[Data in this exercise]

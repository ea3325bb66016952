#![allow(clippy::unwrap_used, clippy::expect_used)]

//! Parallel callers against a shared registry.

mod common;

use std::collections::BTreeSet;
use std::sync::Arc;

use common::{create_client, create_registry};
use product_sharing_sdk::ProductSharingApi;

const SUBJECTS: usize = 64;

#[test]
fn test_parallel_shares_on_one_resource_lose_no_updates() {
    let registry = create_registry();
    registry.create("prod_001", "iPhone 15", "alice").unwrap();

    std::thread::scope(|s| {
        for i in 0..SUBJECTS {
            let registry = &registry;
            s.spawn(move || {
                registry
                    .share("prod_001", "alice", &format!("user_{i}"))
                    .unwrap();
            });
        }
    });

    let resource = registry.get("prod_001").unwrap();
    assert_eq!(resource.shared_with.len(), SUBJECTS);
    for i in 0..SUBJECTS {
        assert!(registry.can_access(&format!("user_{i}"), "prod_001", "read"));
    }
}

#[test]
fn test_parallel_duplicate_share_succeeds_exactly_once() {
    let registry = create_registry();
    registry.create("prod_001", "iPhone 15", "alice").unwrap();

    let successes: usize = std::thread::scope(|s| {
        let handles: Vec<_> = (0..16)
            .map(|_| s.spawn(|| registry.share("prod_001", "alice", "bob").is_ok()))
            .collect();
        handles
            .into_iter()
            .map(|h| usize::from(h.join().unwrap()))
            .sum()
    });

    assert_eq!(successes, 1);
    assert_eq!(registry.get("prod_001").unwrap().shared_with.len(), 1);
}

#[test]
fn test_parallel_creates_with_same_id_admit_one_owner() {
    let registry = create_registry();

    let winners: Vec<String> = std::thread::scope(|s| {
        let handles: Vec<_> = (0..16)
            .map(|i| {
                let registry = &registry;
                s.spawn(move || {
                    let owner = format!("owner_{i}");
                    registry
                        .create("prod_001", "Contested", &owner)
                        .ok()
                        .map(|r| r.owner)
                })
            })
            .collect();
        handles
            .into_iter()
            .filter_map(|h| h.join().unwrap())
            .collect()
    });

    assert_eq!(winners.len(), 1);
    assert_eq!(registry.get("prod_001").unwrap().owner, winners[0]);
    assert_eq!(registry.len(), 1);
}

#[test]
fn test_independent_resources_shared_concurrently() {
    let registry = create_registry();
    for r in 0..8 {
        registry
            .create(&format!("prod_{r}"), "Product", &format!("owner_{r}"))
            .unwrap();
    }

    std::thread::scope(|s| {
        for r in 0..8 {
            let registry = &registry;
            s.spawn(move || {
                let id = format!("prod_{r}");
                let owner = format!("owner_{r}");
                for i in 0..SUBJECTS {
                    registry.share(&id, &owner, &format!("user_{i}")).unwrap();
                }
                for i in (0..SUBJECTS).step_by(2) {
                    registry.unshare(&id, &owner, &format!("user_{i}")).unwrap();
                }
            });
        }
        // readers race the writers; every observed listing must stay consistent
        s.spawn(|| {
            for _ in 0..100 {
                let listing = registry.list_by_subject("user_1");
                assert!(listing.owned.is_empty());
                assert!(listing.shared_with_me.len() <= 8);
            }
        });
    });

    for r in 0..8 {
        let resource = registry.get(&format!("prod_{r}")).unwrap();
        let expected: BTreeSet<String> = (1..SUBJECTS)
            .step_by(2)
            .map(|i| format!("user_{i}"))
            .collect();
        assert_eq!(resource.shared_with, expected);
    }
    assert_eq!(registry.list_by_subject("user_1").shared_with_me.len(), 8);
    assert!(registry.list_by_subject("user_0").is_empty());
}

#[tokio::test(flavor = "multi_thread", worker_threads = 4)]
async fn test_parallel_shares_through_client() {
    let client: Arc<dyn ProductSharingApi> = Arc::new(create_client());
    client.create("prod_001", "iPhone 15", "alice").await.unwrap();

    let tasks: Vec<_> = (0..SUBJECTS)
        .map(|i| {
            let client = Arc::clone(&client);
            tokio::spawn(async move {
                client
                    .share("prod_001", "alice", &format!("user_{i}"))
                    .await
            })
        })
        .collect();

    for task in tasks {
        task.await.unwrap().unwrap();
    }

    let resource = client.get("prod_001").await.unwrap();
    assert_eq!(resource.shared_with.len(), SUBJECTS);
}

[/Data in this exercise]
[Data in this exercise]

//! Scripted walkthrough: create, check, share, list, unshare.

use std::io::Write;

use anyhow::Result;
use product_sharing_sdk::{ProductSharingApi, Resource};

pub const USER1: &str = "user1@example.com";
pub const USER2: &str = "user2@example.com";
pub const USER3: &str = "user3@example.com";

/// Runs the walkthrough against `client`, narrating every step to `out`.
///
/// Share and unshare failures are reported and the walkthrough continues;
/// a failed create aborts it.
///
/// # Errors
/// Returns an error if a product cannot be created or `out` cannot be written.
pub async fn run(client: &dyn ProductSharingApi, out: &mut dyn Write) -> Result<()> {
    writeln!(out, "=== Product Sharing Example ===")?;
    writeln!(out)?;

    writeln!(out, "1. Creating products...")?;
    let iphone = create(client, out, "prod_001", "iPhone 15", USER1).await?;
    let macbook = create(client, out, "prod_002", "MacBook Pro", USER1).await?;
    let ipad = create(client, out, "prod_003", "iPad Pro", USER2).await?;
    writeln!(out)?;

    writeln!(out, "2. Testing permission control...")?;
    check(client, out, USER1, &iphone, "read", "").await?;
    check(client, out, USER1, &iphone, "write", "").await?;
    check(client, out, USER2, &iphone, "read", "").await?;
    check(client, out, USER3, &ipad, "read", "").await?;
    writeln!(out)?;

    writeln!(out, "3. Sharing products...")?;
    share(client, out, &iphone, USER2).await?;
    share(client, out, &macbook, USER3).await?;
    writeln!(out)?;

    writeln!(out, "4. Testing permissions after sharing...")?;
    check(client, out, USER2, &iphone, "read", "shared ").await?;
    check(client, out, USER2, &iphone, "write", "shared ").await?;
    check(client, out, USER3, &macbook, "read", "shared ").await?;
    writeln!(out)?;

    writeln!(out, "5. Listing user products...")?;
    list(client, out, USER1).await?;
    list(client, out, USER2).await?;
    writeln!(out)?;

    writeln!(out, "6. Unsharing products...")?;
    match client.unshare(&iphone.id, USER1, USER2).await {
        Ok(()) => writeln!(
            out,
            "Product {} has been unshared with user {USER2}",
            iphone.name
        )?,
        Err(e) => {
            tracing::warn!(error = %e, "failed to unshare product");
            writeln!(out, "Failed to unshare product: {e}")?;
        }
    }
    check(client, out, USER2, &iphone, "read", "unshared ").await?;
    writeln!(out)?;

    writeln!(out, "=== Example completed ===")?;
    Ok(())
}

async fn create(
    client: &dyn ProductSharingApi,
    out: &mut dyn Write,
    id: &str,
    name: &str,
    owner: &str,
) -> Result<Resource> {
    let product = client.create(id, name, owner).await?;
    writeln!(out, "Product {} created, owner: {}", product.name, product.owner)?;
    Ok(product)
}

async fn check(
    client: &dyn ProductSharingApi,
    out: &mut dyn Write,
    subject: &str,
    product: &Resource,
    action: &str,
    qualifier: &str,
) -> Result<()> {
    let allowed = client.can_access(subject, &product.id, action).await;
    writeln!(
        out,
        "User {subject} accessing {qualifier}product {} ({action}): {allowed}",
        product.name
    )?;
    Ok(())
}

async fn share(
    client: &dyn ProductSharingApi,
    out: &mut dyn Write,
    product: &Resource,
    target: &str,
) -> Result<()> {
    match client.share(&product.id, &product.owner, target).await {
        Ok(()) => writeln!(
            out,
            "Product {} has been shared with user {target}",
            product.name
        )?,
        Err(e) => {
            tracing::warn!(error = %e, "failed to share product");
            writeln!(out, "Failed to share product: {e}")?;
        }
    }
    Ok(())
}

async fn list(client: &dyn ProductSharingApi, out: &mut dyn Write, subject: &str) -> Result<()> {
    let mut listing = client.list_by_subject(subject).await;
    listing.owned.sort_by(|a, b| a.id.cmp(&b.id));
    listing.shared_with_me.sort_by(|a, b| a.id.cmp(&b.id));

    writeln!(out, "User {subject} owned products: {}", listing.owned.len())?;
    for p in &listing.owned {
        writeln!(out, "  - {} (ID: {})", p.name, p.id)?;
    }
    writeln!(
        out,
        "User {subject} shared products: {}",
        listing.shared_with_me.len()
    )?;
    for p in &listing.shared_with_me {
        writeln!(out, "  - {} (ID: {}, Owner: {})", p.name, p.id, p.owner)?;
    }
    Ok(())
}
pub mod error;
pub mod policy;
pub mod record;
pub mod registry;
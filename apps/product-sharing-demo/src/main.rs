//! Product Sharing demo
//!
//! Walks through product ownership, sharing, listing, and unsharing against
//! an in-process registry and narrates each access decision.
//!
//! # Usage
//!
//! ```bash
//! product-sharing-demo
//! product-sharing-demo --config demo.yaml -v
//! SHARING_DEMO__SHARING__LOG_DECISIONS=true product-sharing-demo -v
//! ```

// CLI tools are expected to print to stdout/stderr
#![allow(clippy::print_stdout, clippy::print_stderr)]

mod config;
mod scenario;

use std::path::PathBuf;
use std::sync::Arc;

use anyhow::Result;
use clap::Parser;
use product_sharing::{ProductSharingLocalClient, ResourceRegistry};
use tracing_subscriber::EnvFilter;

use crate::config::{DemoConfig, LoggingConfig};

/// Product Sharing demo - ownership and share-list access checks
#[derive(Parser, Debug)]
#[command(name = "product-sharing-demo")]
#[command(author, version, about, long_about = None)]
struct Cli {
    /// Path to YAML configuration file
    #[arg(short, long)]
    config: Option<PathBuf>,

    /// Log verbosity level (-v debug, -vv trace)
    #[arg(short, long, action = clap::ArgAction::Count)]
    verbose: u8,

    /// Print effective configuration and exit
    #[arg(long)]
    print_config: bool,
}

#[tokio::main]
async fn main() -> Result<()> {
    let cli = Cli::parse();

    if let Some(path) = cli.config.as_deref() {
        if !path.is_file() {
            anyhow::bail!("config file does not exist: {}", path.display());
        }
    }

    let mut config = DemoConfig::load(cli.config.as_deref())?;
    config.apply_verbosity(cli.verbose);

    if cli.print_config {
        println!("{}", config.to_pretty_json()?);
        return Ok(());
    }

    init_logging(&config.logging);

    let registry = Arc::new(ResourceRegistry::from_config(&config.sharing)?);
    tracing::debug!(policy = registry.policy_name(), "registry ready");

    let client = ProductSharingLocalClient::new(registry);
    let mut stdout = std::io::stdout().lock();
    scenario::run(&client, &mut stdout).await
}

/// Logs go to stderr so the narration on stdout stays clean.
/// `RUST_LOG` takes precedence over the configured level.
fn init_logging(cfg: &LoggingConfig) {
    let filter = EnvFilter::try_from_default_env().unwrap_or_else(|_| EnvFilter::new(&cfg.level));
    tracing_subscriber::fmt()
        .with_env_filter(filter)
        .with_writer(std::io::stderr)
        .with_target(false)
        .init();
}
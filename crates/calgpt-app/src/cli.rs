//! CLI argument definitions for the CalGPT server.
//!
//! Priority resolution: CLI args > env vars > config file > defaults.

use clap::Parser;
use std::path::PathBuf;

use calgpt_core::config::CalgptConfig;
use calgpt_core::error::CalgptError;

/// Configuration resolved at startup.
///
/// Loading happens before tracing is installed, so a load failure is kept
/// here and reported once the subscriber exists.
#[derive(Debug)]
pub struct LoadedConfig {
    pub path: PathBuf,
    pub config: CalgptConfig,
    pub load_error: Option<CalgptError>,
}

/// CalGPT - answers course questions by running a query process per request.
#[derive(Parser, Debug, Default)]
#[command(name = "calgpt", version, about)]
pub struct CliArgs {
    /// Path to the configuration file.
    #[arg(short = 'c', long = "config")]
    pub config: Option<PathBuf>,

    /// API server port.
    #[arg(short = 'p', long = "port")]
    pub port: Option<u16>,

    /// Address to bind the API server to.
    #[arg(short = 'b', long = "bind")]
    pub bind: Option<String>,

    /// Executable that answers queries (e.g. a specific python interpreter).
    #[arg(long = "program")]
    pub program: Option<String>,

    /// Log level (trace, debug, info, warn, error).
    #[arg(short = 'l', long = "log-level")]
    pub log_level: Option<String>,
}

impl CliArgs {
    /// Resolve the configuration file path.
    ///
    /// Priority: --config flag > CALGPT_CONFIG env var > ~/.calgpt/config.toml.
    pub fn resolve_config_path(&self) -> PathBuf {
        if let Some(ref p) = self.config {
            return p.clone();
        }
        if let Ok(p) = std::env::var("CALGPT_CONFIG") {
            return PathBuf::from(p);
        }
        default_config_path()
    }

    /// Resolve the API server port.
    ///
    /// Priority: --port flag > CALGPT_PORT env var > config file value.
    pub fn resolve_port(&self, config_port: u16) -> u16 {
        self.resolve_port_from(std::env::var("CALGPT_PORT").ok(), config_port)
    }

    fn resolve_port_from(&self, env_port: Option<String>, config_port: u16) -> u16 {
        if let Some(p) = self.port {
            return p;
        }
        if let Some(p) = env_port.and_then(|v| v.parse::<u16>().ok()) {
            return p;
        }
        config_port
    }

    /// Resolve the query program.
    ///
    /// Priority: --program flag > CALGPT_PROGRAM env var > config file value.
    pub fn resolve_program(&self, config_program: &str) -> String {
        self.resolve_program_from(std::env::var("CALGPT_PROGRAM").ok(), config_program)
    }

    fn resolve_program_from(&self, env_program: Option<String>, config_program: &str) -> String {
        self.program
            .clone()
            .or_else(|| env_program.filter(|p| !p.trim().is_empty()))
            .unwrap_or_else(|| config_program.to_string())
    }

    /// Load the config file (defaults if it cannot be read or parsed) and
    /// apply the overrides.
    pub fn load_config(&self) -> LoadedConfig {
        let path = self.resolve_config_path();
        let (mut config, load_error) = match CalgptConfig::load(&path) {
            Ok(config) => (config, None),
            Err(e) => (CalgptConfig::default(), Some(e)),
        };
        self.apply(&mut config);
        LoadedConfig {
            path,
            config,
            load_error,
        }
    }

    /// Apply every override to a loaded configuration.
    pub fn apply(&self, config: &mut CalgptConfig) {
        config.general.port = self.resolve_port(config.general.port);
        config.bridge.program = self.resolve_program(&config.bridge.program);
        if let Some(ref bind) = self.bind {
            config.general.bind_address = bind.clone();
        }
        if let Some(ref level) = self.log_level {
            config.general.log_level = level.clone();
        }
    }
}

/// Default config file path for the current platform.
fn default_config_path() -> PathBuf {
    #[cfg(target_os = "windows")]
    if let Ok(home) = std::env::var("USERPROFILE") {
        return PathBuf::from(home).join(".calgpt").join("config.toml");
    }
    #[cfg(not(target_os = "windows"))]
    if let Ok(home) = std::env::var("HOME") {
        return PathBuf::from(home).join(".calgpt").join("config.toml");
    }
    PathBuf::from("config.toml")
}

[/Data in this exercise]
[Data in this exercise]

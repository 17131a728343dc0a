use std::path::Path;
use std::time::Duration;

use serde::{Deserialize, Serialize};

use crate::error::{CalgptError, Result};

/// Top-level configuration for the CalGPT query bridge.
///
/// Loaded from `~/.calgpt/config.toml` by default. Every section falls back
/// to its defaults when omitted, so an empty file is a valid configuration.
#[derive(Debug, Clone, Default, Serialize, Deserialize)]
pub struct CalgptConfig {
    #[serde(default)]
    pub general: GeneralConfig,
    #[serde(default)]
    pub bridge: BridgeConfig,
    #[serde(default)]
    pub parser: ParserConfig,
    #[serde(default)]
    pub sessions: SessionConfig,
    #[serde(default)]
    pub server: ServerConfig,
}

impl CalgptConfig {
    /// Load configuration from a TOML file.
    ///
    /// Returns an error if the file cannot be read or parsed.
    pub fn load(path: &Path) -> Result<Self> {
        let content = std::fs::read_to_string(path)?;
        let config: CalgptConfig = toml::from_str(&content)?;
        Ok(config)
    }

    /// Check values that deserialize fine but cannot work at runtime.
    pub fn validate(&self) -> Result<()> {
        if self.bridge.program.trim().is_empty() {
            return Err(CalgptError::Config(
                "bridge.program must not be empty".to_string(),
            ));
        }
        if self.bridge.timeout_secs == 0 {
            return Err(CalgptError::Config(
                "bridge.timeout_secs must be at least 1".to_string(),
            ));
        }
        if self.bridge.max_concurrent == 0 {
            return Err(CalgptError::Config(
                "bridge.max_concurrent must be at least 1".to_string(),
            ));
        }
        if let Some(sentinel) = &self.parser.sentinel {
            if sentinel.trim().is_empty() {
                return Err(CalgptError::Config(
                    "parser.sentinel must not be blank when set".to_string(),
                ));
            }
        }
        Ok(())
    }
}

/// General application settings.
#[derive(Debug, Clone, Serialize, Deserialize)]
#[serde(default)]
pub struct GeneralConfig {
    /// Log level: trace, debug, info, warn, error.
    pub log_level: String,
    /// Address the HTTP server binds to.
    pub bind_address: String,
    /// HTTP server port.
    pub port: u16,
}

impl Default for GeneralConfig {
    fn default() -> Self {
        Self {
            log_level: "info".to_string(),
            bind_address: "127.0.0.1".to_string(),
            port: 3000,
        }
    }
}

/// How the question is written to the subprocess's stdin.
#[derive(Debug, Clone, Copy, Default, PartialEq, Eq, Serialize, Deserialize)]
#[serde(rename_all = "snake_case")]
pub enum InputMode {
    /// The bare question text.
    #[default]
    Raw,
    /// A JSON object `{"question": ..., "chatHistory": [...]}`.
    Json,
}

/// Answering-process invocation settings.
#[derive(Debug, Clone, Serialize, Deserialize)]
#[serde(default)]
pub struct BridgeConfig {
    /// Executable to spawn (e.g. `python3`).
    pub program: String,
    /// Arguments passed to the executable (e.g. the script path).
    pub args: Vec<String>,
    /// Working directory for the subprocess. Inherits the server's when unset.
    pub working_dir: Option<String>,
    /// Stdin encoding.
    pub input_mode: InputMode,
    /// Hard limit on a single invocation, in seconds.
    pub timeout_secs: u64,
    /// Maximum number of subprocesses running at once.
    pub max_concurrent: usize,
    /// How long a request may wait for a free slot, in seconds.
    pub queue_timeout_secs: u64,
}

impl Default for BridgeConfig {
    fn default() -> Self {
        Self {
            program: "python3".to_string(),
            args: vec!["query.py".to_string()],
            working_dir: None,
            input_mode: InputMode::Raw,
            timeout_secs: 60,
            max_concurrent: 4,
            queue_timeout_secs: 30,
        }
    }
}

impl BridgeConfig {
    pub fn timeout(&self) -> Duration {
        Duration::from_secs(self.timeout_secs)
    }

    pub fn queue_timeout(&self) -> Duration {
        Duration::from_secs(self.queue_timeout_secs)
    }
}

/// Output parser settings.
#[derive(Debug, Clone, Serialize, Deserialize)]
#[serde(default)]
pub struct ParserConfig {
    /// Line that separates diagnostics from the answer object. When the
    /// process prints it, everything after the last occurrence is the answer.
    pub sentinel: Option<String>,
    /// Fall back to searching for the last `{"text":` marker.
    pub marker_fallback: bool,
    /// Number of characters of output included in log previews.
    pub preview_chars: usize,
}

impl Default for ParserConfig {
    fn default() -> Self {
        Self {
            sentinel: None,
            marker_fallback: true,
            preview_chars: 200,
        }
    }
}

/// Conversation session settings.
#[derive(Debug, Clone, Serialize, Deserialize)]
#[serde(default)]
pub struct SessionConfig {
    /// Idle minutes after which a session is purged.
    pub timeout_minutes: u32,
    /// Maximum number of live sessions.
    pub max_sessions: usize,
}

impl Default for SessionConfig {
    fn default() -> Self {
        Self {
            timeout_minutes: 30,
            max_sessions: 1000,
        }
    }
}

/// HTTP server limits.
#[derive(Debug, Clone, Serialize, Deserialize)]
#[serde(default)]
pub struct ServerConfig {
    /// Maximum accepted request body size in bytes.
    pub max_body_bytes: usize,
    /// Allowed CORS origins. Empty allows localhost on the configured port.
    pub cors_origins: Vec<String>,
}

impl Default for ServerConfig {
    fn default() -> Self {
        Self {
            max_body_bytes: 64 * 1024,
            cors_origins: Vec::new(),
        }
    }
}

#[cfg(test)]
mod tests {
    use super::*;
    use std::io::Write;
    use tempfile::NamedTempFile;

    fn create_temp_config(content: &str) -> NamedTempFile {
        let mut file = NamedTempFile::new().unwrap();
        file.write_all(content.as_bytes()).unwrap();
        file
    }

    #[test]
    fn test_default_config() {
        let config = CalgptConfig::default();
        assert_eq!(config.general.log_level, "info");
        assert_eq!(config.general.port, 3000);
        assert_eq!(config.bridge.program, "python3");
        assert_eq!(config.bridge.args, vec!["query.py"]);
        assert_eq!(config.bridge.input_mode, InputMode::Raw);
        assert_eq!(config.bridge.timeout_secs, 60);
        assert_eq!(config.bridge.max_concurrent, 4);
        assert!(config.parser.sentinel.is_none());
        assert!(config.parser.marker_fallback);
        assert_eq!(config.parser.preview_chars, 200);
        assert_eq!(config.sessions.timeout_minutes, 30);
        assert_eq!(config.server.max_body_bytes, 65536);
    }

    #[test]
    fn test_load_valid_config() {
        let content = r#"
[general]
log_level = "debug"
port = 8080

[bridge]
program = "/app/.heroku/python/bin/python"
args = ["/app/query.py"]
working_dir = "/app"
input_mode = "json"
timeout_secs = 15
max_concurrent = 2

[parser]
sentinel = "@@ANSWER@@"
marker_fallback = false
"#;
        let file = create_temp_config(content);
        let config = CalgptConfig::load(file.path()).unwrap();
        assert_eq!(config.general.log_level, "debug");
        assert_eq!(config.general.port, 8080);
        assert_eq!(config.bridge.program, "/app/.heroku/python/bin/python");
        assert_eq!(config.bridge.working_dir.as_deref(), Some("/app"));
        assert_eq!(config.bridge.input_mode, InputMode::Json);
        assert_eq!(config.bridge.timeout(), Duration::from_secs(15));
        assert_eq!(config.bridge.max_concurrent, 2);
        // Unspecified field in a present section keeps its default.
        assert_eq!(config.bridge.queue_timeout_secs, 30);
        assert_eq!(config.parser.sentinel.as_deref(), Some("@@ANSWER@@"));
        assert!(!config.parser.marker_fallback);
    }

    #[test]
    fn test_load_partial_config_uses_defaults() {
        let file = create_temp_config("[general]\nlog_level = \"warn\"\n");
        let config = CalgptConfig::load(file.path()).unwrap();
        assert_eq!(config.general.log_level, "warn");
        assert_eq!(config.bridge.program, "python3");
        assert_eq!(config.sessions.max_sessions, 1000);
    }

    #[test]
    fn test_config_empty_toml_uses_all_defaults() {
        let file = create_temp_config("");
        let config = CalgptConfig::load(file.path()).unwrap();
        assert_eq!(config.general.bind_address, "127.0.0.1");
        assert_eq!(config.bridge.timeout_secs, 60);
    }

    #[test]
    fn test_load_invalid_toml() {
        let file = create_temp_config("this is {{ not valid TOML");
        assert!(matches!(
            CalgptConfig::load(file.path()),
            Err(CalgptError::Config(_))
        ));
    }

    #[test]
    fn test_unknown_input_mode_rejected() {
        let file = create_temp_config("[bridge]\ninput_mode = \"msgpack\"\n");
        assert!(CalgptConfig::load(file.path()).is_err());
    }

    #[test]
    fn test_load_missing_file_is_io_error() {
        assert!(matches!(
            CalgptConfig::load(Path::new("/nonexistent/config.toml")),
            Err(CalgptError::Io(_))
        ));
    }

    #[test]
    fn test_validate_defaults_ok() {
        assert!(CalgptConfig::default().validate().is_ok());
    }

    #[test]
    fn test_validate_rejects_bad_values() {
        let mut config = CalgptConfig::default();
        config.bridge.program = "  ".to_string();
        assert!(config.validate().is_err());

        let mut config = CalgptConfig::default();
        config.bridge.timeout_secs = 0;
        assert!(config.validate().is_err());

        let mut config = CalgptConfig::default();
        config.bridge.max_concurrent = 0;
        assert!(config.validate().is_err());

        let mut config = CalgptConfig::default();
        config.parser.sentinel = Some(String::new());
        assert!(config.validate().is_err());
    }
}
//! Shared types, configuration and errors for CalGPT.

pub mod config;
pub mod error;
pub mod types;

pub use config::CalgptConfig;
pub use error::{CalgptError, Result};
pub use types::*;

[/Data in this exercise]

> _What to produce_
In the records above, locate each line with the word "NamedTempFile". Copy all such lines.

> _Solution for this task_
    use tempfile::NamedTempFile;
    fn create_temp_config(content: &str) -> NamedTempFile {
        let mut file = NamedTempFile::new().unwrap();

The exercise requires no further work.